Wednesday, November 02, 2005

I see you...

I just started my Intensive Care Unit (ICU) rotation and it's been quite the adjustment, getting to the hospital at 6am. My last rotation was infectious disease and it was a great experience because the attending is brilliant and loves to teach. In addition to that, he usually started rounds around noon, so we usually started our day around 10am...man, that was nice...

ICU is interesting because you have patients that have nearly everything wrong with them and need it all managed. There is a lot of opportunity to learn and solidify concepts you've been exposed to in med school.

As we were doing rounds, walking from bed to bed and discussing the patients with the resident and interns, another med student pointed out to me that it was almost like we were at a zoo, the patients in their rooms with their exotic illnesses, as we walked by, gawking and remarking on how amazingly bad someone's ABG was or how severe someone's urosepsis had gotten...

It made me realize that in our earnestness to learn, you can't forget these are people grappling with very serious illnesses. I think part of the reason it is easy to forget is that more than one person in the unit has diminished mental status, so it's easier to think of them as just some "problem list" that you need to work on "solving". And yet these people are the ones who are most in need of our extra efforts and compassion.
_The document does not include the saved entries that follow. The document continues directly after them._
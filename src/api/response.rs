//! Response types for the Payroll and Quotation Engine API.
//!
//! This module defines the success response bodies, the error response
//! structures and the error mapping for the HTTP API.

use axum::{
    Json,
    http::StatusCode,
    response::{IntoResponse, Response},
};
use rust_decimal::Decimal;
use serde::{Deserialize, Serialize};

use crate::error::EngineError;
use crate::models::{PayrollDetail, PayrollRecord, QuoteItem, QuoteKind, ZoneType};

/// Response body for the `/payroll/calculate` endpoint.
#[derive(Debug, Clone, Serialize, Deserialize)]
pub struct PayrollCalculationResponse {
    /// The calculated month, as `YYYY-MM`.
    pub month: String,
    /// Number of employees in the run.
    pub employee_count: u32,
    /// Sum of net salaries over all breakdowns.
    pub total_amount: Decimal,
    /// Per-employee breakdowns.
    pub details: Vec<PayrollDetail>,
}

/// Response body for the `/payroll/history` endpoint.
#[derive(Debug, Clone, Serialize, Deserialize)]
pub struct HistoryResponse {
    /// Finalized months, oldest first.
    pub records: Vec<PayrollRecord>,
}

/// Response body for the `/quote/price` endpoint.
#[derive(Debug, Clone, Serialize, Deserialize)]
pub struct QuoteResponse {
    /// Office-formatted quotation document id.
    pub quote_id: String,
    /// The fee template the quotation was built from.
    pub kind: QuoteKind,
    /// Parcel area in square meters.
    pub area: Decimal,
    /// Urban or rural parcel classification.
    pub zone: ZoneType,
    /// The repriced line items.
    pub items: Vec<QuoteItem>,
    /// Sum of enabled line items.
    pub total: Decimal,
}

/// API error response structure.
#[derive(Debug, Clone, Serialize, Deserialize)]
pub struct ApiError {
    /// Error code for programmatic handling.
    pub code: String,
    /// Human-readable error message.
    pub message: String,
    /// Optional details about the error.
    #[serde(skip_serializing_if = "Option::is_none")]
    pub details: Option<String>,
}

impl ApiError {
    /// Creates a new API error.
    pub fn new(code: impl Into<String>, message: impl Into<String>) -> Self {
        Self {
            code: code.into(),
            message: message.into(),
            details: None,
        }
    }

    /// Creates a new API error with details.
    pub fn with_details(
        code: impl Into<String>,
        message: impl Into<String>,
        details: impl Into<String>,
    ) -> Self {
        Self {
            code: code.into(),
            message: message.into(),
            details: Some(details.into()),
        }
    }

    /// Creates a validation error response.
    pub fn validation_error(message: impl Into<String>) -> Self {
        Self::new("VALIDATION_ERROR", message)
    }

    /// Creates a malformed JSON error response.
    pub fn malformed_json(message: impl Into<String>) -> Self {
        Self::new("MALFORMED_JSON", message)
    }
}

/// API error with HTTP status code.
pub struct ApiErrorResponse {
    /// The HTTP status code.
    pub status: StatusCode,
    /// The error body.
    pub error: ApiError,
}

impl IntoResponse for ApiErrorResponse {
    fn into_response(self) -> Response {
        (self.status, Json(self.error)).into_response()
    }
}

impl From<EngineError> for ApiErrorResponse {
    fn from(error: EngineError) -> Self {
        match error {
            EngineError::ConfigNotFound { path } => ApiErrorResponse {
                status: StatusCode::INTERNAL_SERVER_ERROR,
                error: ApiError::with_details(
                    "CONFIG_ERROR",
                    "Configuration error",
                    format!("Configuration file not found: {}", path),
                ),
            },
            EngineError::ConfigParseError { path, message } => ApiErrorResponse {
                status: StatusCode::INTERNAL_SERVER_ERROR,
                error: ApiError::with_details(
                    "CONFIG_ERROR",
                    "Configuration parse error",
                    format!("Failed to parse {}: {}", path, message),
                ),
            },
            EngineError::OverlappingRules {
                table,
                first,
                second,
            } => ApiErrorResponse {
                status: StatusCode::INTERNAL_SERVER_ERROR,
                error: ApiError::with_details(
                    "CONFIG_ERROR",
                    "Rule table configuration error",
                    format!(
                        "Rule table '{}' has overlapping ranges '{}' and '{}'",
                        table, first, second
                    ),
                ),
            },
            EngineError::InvalidMonth { month } => ApiErrorResponse {
                status: StatusCode::BAD_REQUEST,
                error: ApiError::with_details(
                    "INVALID_MONTH",
                    format!("Invalid month '{}'", month),
                    "The month must be formatted as YYYY-MM",
                ),
            },
            EngineError::DayOutOfRange {
                day,
                month,
                days_in_month,
            } => ApiErrorResponse {
                status: StatusCode::BAD_REQUEST,
                error: ApiError::with_details(
                    "DAY_OUT_OF_RANGE",
                    format!("Day {} is outside month {}", day, month),
                    format!("Month {} has days 1..={}", month, days_in_month),
                ),
            },
            EngineError::InvalidMultiplier { multiplier } => ApiErrorResponse {
                status: StatusCode::BAD_REQUEST,
                error: ApiError::with_details(
                    "INVALID_MULTIPLIER",
                    format!("Invalid work multiplier {}", multiplier),
                    "The work multiplier must be 1, 2 or 3",
                ),
            },
            EngineError::PayrollAlreadyFinalized { month } => ApiErrorResponse {
                status: StatusCode::CONFLICT,
                error: ApiError::with_details(
                    "PAYROLL_ALREADY_FINALIZED",
                    format!("Payroll for month {} has already been finalized", month),
                    "Finalized months are immutable; the record is in /payroll/history",
                ),
            },
            EngineError::TemplateNotFound { kind } => ApiErrorResponse {
                status: StatusCode::BAD_REQUEST,
                error: ApiError::with_details(
                    "TEMPLATE_NOT_FOUND",
                    format!("No quote item template configured for kind '{}'", kind),
                    "The office configuration has no template for the requested quote kind",
                ),
            },
        }
    }
}
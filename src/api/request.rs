//! Request types for the Payroll and Quotation Engine API.
//!
//! This module defines the JSON request structures for the payroll and
//! quotation endpoints.

use rust_decimal::Decimal;
use serde::{Deserialize, Serialize};

use crate::error::EngineResult;
use crate::models::{
    Allowance, AllowanceFrequency, AttendanceLedger, DayRecord, DayStatus, Employee, PayrollPolicy,
    Project, ProjectStatus, QuoteItem, QuoteKind, SalaryType, WeekendPolicy, ZoneType,
};

/// Request body for the `/payroll/calculate` and `/payroll/finalize`
/// endpoints.
///
/// Contains the month, the roster, the attendance records and the case
/// list needed to compute every employee's pay.
#[derive(Debug, Clone, Serialize, Deserialize)]
pub struct PayrollRequest {
    /// The month to calculate, as `YYYY-MM`.
    pub month: String,
    /// The employees to include in the run.
    pub employees: Vec<EmployeeRequest>,
    /// Attendance data for the month.
    #[serde(default)]
    pub attendance: AttendanceRequest,
    /// Survey cases, used for commissions and per-case allowances.
    #[serde(default)]
    pub projects: Vec<ProjectRequest>,
    /// Optional override of the configured payroll policy.
    #[serde(default)]
    pub policy: Option<PayrollPolicy>,
}

/// Employee information in a payroll request.
#[derive(Debug, Clone, Serialize, Deserialize)]
pub struct EmployeeRequest {
    /// Unique identifier for the employee.
    pub id: String,
    /// The employee's display name.
    pub name: String,
    /// How the employee is paid.
    pub salary_type: SalaryType,
    /// Contracted monthly salary, for monthly staff.
    #[serde(default)]
    pub salary_monthly: Option<Decimal>,
    /// Contracted daily rate, for daily staff.
    #[serde(default)]
    pub salary_daily: Option<Decimal>,
    /// Recurring allowances.
    #[serde(default)]
    pub allowances: Vec<AllowanceRequest>,
}

/// Allowance information in a payroll request.
#[derive(Debug, Clone, Serialize, Deserialize)]
pub struct AllowanceRequest {
    /// Unique identifier for the allowance.
    pub id: String,
    /// Display name of the allowance.
    pub name: String,
    /// How often the allowance is paid.
    pub frequency: AllowanceFrequency,
    /// The allowance amount per application.
    pub amount: Decimal,
}

/// Attendance data in a payroll request.
#[derive(Debug, Clone, Default, Serialize, Deserialize)]
pub struct AttendanceRequest {
    /// Override of the configured weekend working policy.
    #[serde(default)]
    pub weekend: Option<WeekendPolicy>,
    /// Declared holiday days of the month, affecting every employee.
    #[serde(default)]
    pub holidays: Vec<u32>,
    /// Explicit day records; unlisted days resolve to their implicit
    /// default.
    #[serde(default)]
    pub records: Vec<DayRecordRequest>,
}

/// One explicit day record in a payroll request.
#[derive(Debug, Clone, Serialize, Deserialize)]
pub struct DayRecordRequest {
    /// The employee the record belongs to.
    pub employee_id: String,
    /// Day of month, 1-based.
    pub day: u32,
    /// The day's classification.
    pub status: DayStatus,
    /// Work-day multiplier; meaningful for `present` records.
    #[serde(default = "default_multiplier")]
    pub multiplier: u32,
}

fn default_multiplier() -> u32 {
    1
}

/// Survey case information in a payroll request.
#[derive(Debug, Clone, Serialize, Deserialize)]
pub struct ProjectRequest {
    /// Unique identifier for the case.
    pub id: String,
    /// The technician assigned to the case, if any.
    #[serde(default)]
    pub technician_id: Option<String>,
    /// Parcel area in square meters, if surveyed.
    #[serde(default)]
    pub land_area: Option<Decimal>,
    /// Commission amount assigned to the case, if any.
    #[serde(default)]
    pub commission: Option<Decimal>,
    /// The case's workflow status.
    pub status: ProjectStatus,
}

/// Request body for the `/quote/price` endpoint.
#[derive(Debug, Clone, Serialize, Deserialize)]
pub struct QuoteRequest {
    /// Which fee template the quotation is built from.
    pub kind: QuoteKind,
    /// Parcel area in square meters.
    pub area: Decimal,
    /// Urban or rural parcel classification.
    pub zone: ZoneType,
    /// Government location unit price for the parcel, used by the tax
    /// items.
    #[serde(default)]
    pub location_unit_price: Decimal,
    /// Current line items to reprice. When omitted, the configured
    /// template for `kind` is used.
    #[serde(default)]
    pub items: Option<Vec<QuoteItem>>,
}

impl From<EmployeeRequest> for Employee {
    fn from(req: EmployeeRequest) -> Self {
        Employee {
            id: req.id,
            name: req.name,
            salary_type: req.salary_type,
            salary_monthly: req.salary_monthly,
            salary_daily: req.salary_daily,
            allowances: req.allowances.into_iter().map(Into::into).collect(),
        }
    }
}

impl From<AllowanceRequest> for Allowance {
    fn from(req: AllowanceRequest) -> Self {
        Allowance {
            id: req.id,
            name: req.name,
            frequency: req.frequency,
            amount: req.amount,
        }
    }
}

impl From<ProjectRequest> for Project {
    fn from(req: ProjectRequest) -> Self {
        Project {
            id: req.id,
            technician_id: req.technician_id,
            land_area: req.land_area,
            commission: req.commission,
            status: req.status,
        }
    }
}

impl AttendanceRequest {
    /// Builds the month's attendance ledger from the request.
    ///
    /// `default_weekend` is the configured policy, used when the request
    /// does not override it. Fails on an invalid month, an out-of-range
    /// day or an invalid multiplier.
    pub fn build_ledger(
        &self,
        month: &str,
        default_weekend: WeekendPolicy,
    ) -> EngineResult<AttendanceLedger> {
        let weekend = self.weekend.unwrap_or(default_weekend);
        let mut ledger = AttendanceLedger::from_month_str(month, weekend)?;

        for &day in &self.holidays {
            if !ledger.is_holiday(day) {
                ledger.toggle_holiday(day)?;
            }
        }

        for record in &self.records {
            ledger.set_day(
                &record.employee_id,
                record.day,
                DayRecord {
                    status: record.status,
                    multiplier: record.multiplier,
                },
            )?;
        }

        Ok(ledger)
    }
}
//! Core data models for the Payroll and Quotation Engine.
//!
//! This module contains all the domain models used throughout the engine.

mod attendance;
mod employee;
mod payroll;
mod project;
mod quote;

pub use attendance::{AttendanceLedger, DayRecord, DayStatus, WeekendPolicy};
pub use employee::{Allowance, AllowanceFrequency, Employee, SalaryType};
pub use payroll::{InsuranceBase, MonthStats, PayrollDetail, PayrollPolicy, PayrollRecord};
pub use project::{Project, ProjectStatus};
pub use quote::{LineItemKind, QuoteItem, QuoteKind, ZoneType};
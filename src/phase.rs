use shakmaty::{Bitboard, Chess, Color, Move, Position, Role, Square};

/// Middlegame start/end plies, when the game reached them.
#[derive(Debug, Clone, Copy, Default, PartialEq, Eq)]
pub struct MiddlegameBounds {
    pub start: Option<u32>,
    pub end: Option<u32>,
}

/// Back-rank homes of the minor and major pieces. A non-pawn,
/// non-king move leaving one of these counts as development.
const DEVELOPMENT_SQUARES: [Square; 14] = [
    Square::A1,
    Square::B1,
    Square::C1,
    Square::D1,
    Square::F1,
    Square::G1,
    Square::H1,
    Square::A8,
    Square::B8,
    Square::C8,
    Square::D8,
    Square::F8,
    Square::G8,
    Square::H8,
];

/// The middlegame starts once both sides have castled and at least
/// four minor/major pieces have left their home squares. It ends when
/// both queens are off the board and fewer than ten pieces remain, or
/// at the last ply for games that start one but never wind it down.
pub fn middlegame_bounds(moves: &[Move]) -> MiddlegameBounds {
    let development = Bitboard::from_iter(DEVELOPMENT_SQUARES);

    let mut pos = Chess::default();
    let mut bounds = MiddlegameBounds::default();
    let mut castled = (false, false);
    let mut developed = 0u32;

    for (ply, m) in moves.iter().enumerate() {
        let mover = pos.turn();
        if matches!(m, Move::Castle { .. }) {
            match mover {
                Color::White => castled.0 = true,
                Color::Black => castled.1 = true,
            }
        }
        if !matches!(m.role(), Role::Pawn | Role::King)
            && m.from().is_some_and(|sq| development.contains(sq))
        {
            developed += 1;
        }

        pos.play_unchecked(m.clone());

        if bounds.start.is_none() && castled.0 && castled.1 && developed >= 4 {
            bounds.start = Some(ply as u32 + 1);
        }

        let board = pos.board();
        if bounds.start.is_some()
            && board.queens().is_empty()
            && board.occupied().count() < 10
        {
            bounds.end = Some(ply as u32 + 1);
            break;
        }
    }

    if bounds.start.is_some() && bounds.end.is_none() {
        bounds.end = Some(moves.len() as u32);
    }

    bounds
}

#[cfg(test)]
mod tests {
    use super::*;
    use crate::features::mainline_moves;
    use shakmaty::san::SanPlus;

    fn moves(line: &str) -> Vec<Move> {
        let sans: Vec<SanPlus> = line
            .split_whitespace()
            .map(|s| s.parse().unwrap())
            .collect();
        mainline_moves(&sans).unwrap()
    }

    #[test]
    fn test_middlegame_starts_after_both_castle_with_development() {
        let line = moves("e4 e5 Nf3 Nc6 Bc4 Nf6 O-O Bc5 c3 O-O");
        let bounds = middlegame_bounds(&line);

        assert_eq!(bounds.start, Some(10));
        // Started but never wound down: ends at the last ply.
        assert_eq!(bounds.end, Some(10));
    }

    #[test]
    fn test_no_castling_means_no_middlegame() {
        let line = moves("e4 e5 Nf3 Nc6 Bc4 Bc5 c3 Nf6 d3 d6");
        assert_eq!(middlegame_bounds(&line), MiddlegameBounds::default());
    }

    #[test]
    fn test_empty_game() {
        assert_eq!(middlegame_bounds(&[]), MiddlegameBounds::default());
    }
}
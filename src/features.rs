use crate::error::{FeatureError, Result};

use shakmaty::san::SanPlus;
use shakmaty::{Chess, Color, Move, Position, Role};

/// Replays the SAN mainline into legal moves. The first illegal or
/// ambiguous SAN fails the whole game.
pub fn mainline_moves(sans: &[SanPlus]) -> Result<Vec<Move>> {
    let mut pos = Chess::default();
    let mut moves = Vec::with_capacity(sans.len());
    for (ply, san) in sans.iter().enumerate() {
        let m = san
            .san
            .to_move(&pos)
            .map_err(|_| FeatureError::IllegalSan {
                san: san.to_string(),
                ply,
            })?;
        pos.play_unchecked(m.clone());
        moves.push(m);
    }
    Ok(moves)
}

/// A per-side tally.
#[derive(Debug, Clone, Copy, Default, PartialEq, Eq)]
pub struct BySide {
    pub white: u32,
    pub black: u32,
}

impl BySide {
    fn bump(&mut self, side: Color) {
        match side {
            Color::White => self.white += 1,
            Color::Black => self.black += 1,
        }
    }
}

fn side_to_move(ply: usize) -> Color {
    Color::from_white(ply.is_multiple_of(2))
}

/// Checks delivered per side, attributed to the mover.
pub fn count_checks(moves: &[Move]) -> BySide {
    let mut pos = Chess::default();
    let mut checks = BySide::default();
    for m in moves {
        let mover = pos.turn();
        pos.play_unchecked(m.clone());
        if pos.is_check() {
            checks.bump(mover);
        }
    }
    checks
}

pub fn count_captures(moves: &[Move]) -> BySide {
    let mut captures = BySide::default();
    for (ply, m) in moves.iter().enumerate() {
        if m.is_capture() {
            captures.bump(side_to_move(ply));
        }
    }
    captures
}

/// Moves per piece type per side. Castling counts as a king move.
#[derive(Debug, Clone, Copy, Default, PartialEq, Eq)]
pub struct PieceMoveCounts {
    pub pawn: BySide,
    pub knight: BySide,
    pub bishop: BySide,
    pub rook: BySide,
    pub queen: BySide,
    pub king: BySide,
}

pub fn count_piece_moves(moves: &[Move]) -> PieceMoveCounts {
    let mut counts = PieceMoveCounts::default();
    for (ply, m) in moves.iter().enumerate() {
        let side = side_to_move(ply);
        let tally = match m.role() {
            Role::Pawn => &mut counts.pawn,
            Role::Knight => &mut counts.knight,
            Role::Bishop => &mut counts.bishop,
            Role::Rook => &mut counts.rook,
            Role::Queen => &mut counts.queen,
            Role::King => &mut counts.king,
        };
        tally.bump(side);
    }
    counts
}

pub fn count_promotions(moves: &[Move]) -> BySide {
    let mut promotions = BySide::default();
    for (ply, m) in moves.iter().enumerate() {
        if m.promotion().is_some() {
            promotions.bump(side_to_move(ply));
        }
    }
    promotions
}

pub fn count_castling(moves: &[Move]) -> BySide {
    let mut castling = BySide::default();
    for (ply, m) in moves.iter().enumerate() {
        if matches!(m, Move::Castle { .. }) {
            castling.bump(side_to_move(ply));
        }
    }
    castling
}

#[derive(Debug, Clone, Copy, Default, PartialEq, Eq)]
pub struct MoveTotals {
    /// Total plies played.
    pub total: u32,
    pub white: u32,
    pub black: u32,
}

pub fn move_totals(moves: &[Move]) -> MoveTotals {
    let total = moves.len() as u32;
    MoveTotals {
        total,
        white: total.div_ceil(2),
        black: total / 2,
    }
}

#[cfg(test)]
mod tests {
    use super::*;

    fn moves(line: &str) -> Vec<Move> {
        let sans: Vec<SanPlus> = line
            .split_whitespace()
            .map(|s| s.parse().unwrap())
            .collect();
        mainline_moves(&sans).unwrap()
    }

    #[test]
    fn test_scholars_mate_counts() {
        let line = moves("e4 e5 Qh5 Nc6 Bc4 Nf6 Qxf7#");

        let checks = count_checks(&line);
        assert_eq!(checks, BySide { white: 1, black: 0 });

        let captures = count_captures(&line);
        assert_eq!(captures, BySide { white: 1, black: 0 });

        let pieces = count_piece_moves(&line);
        assert_eq!(pieces.queen, BySide { white: 2, black: 0 });
        assert_eq!(pieces.pawn, BySide { white: 1, black: 1 });
        assert_eq!(pieces.knight, BySide { white: 0, black: 2 });
        assert_eq!(pieces.bishop, BySide { white: 1, black: 0 });
    }

    #[test]
    fn test_promotion_line() {
        let line = moves("e4 d5 exd5 c6 dxc6 Nf6 cxb7 Nbd7 bxa8=Q");

        assert_eq!(count_promotions(&line), BySide { white: 1, black: 0 });
        assert_eq!(count_captures(&line), BySide { white: 4, black: 0 });
    }

    #[test]
    fn test_castling_counts_as_king_move() {
        let line = moves("e4 e5 Nf3 Nc6 Bc4 Bc5 O-O");

        assert_eq!(count_castling(&line), BySide { white: 1, black: 0 });
        assert_eq!(
            count_piece_moves(&line).king,
            BySide { white: 1, black: 0 }
        );
    }

    #[test]
    fn test_illegal_san_is_rejected() {
        let sans: Vec<SanPlus> = vec!["e5".parse().unwrap()];
        assert!(matches!(
            mainline_moves(&sans),
            Err(FeatureError::IllegalSan { ply: 0, .. })
        ));
    }

    #[test]
    fn test_move_totals_split_by_parity() {
        assert_eq!(
            move_totals(&moves("e4 e5 Nf3")),
            MoveTotals {
                total: 3,
                white: 2,
                black: 1
            }
        );
        assert_eq!(
            move_totals(&moves("e4 e5 Nf3 Nc6")),
            MoveTotals {
                total: 4,
                white: 2,
                black: 2
            }
        );
        assert_eq!(move_totals(&[]), MoveTotals::default());
    }
}
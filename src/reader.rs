use crate::error::{FeatureError, Result};
use crate::types::GameRecord;
use crate::visitor::GameVisitor;

use pgn_reader::Reader;
use std::fs::File;
use std::io::{BufRead, BufReader, Read};
use std::path::{Path, PathBuf};

/// Boxed byte stream feeding the PGN reader. pgn-reader buffers
/// internally, so inputs are handed over unbuffered.
pub type PgnInput = Box<dyn Read + Send>;

/// Input compression of a PGN file.
#[derive(Debug, Clone, Copy, PartialEq, Eq, Default)]
pub enum Compression {
    #[default]
    Plain,
    Zstd,
}

impl Compression {
    /// Parses a user-supplied compression value. Empty and "none" mean
    /// plain text.
    pub fn parse(raw: &str) -> Result<Self> {
        match raw.trim().to_ascii_lowercase().as_str() {
            "" | "none" | "plain" => Ok(Self::Plain),
            "zstd" | "zst" => Ok(Self::Zstd),
            other => Err(FeatureError::Compression(other.to_string())),
        }
    }

    /// Guesses the compression from the file extension.
    pub fn infer(path: &Path) -> Self {
        match path.extension().and_then(|ext| ext.to_str()) {
            Some("zst") | Some("zstd") => Self::Zstd,
            _ => Self::Plain,
        }
    }
}

/// Expands a path argument into concrete files. Arguments without glob
/// metacharacters pass through untouched, even when the file does not
/// exist yet (the open reports that better).
pub fn expand_pattern(pattern: &str) -> Result<Vec<PathBuf>> {
    if !pattern.contains(['*', '?', '[']) {
        return Ok(vec![PathBuf::from(pattern)]);
    }

    let entries = glob::glob(pattern).map_err(|source| FeatureError::PathPattern {
        pattern: pattern.to_string(),
        source,
    })?;

    let mut paths = Vec::new();
    for entry in entries {
        match entry {
            Ok(path) => paths.push(path),
            Err(err) => log::warn!("Skipping unreadable path in '{pattern}': {err}"),
        }
    }
    paths.sort();
    Ok(paths)
}

fn open_input_stream(path: &Path, compression: Compression) -> Result<PgnInput> {
    let file = File::open(path).map_err(|source| FeatureError::OpenInput {
        path: path.to_path_buf(),
        source,
    })?;

    match compression {
        Compression::Plain => Ok(Box::new(file)),
        Compression::Zstd => {
            let decoder = zstd::stream::read::Decoder::new(file)?;
            Ok(Box::new(decoder))
        }
    }
}

struct CurrentReader {
    path: PathBuf,
    reader: Reader<PgnInput>,
    visitor: GameVisitor,
}

/// Iterator over the games of one or more PGN files.
///
/// Reader-level failures inside a game do not abort the stream: the
/// partially-parsed game is emitted with `parse_error` set and reading
/// continues with the next file.
pub struct GameStream {
    paths: Vec<PathBuf>,
    next_path: usize,
    compression: Option<Compression>,
    current: Option<CurrentReader>,
}

impl GameStream {
    /// Opens all files matching `pattern`. `compression` of None means
    /// per-file inference from the extension.
    pub fn from_pattern(pattern: &str, compression: Option<Compression>) -> Result<Self> {
        Ok(Self::from_paths(expand_pattern(pattern)?, compression))
    }

    pub fn from_paths(paths: Vec<PathBuf>, compression: Option<Compression>) -> Self {
        Self {
            paths,
            next_path: 0,
            compression,
            current: None,
        }
    }

    fn advance_file(&mut self) -> Option<Result<()>> {
        loop {
            let path = self.paths.get(self.next_path)?.clone();
            self.next_path += 1;

            let compression = self
                .compression
                .unwrap_or_else(|| Compression::infer(&path));
            match open_input_stream(&path, compression) {
                Ok(input) => {
                    log::debug!("Reading games from {}", path.display());
                    self.current = Some(CurrentReader {
                        path,
                        reader: Reader::new(input),
                        visitor: GameVisitor::new(),
                    });
                    return Some(Ok(()));
                }
                Err(err) => {
                    // A single explicit path that cannot be opened is
                    // fatal; a bad file inside a multi-file batch is not.
                    if self.paths.len() == 1 {
                        return Some(Err(err));
                    }
                    log::warn!("{err}");
                }
            }
        }
    }
}

impl Iterator for GameStream {
    type Item = Result<GameRecord>;

    fn next(&mut self) -> Option<Self::Item> {
        loop {
            if self.current.is_none() {
                match self.advance_file()? {
                    Ok(()) => {}
                    Err(err) => return Some(Err(err)),
                }
            }

            let current = self.current.as_mut()?;
            match current.reader.read_game(&mut current.visitor) {
                Ok(Some(())) => {
                    if let Some(game) = current.visitor.current_game.take() {
                        return Some(Ok(game));
                    }
                }
                Ok(None) => {
                    self.current = None;
                }
                Err(err) => {
                    let msg = FeatureError::PgnRead {
                        path: current.path.clone(),
                        source: err,
                    }
                    .to_string();
                    log::warn!("{msg}");
                    current.visitor.finalize_game_with_error(msg);
                    let game = current.visitor.current_game.take();
                    // The byte stream is unreliable past a read error.
                    self.current = None;
                    if let Some(game) = game {
                        return Some(Ok(game));
                    }
                }
            }
        }
    }
}

/// Counts games in a PGN file by counting `[Event ` header lines.
/// Cheap single pass used to size progress reporting.
pub fn count_games(path: &Path, compression: Option<Compression>) -> Result<usize> {
    let compression = compression.unwrap_or_else(|| Compression::infer(path));
    let input = open_input_stream(path, compression)?;
    let reader = BufReader::new(input);

    let mut count = 0;
    for line in reader.lines() {
        let line = line.map_err(|source| FeatureError::PgnRead {
            path: path.to_path_buf(),
            source,
        })?;
        if line.starts_with("[Event ") {
            count += 1;
        }
    }
    Ok(count)
}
Their illnesses have overwhelmed them to the extent that they have lost awareness of themselves; and yet their eyes remain open, with vacant stares that chill you...

Many people that see such scenes, whether it is physicians, nurses or the patient's family, often say they would never want to end up in such a state, that life is not worth living under such conditions.

I'm not sure where I stand on the issue.

I do think we should do our utmost to preserve and extend life. I'm not sure what role quality of life has in that equation, that is, at what point can quality of life override the imperative to preserve life? If we say that quality of life can override efforts to preserve life, then where do you draw that line? Doesn't that open up a slipperly slope?

Too much for me to delve into right now...gotta get up at 4:30 so I can get to work by 6...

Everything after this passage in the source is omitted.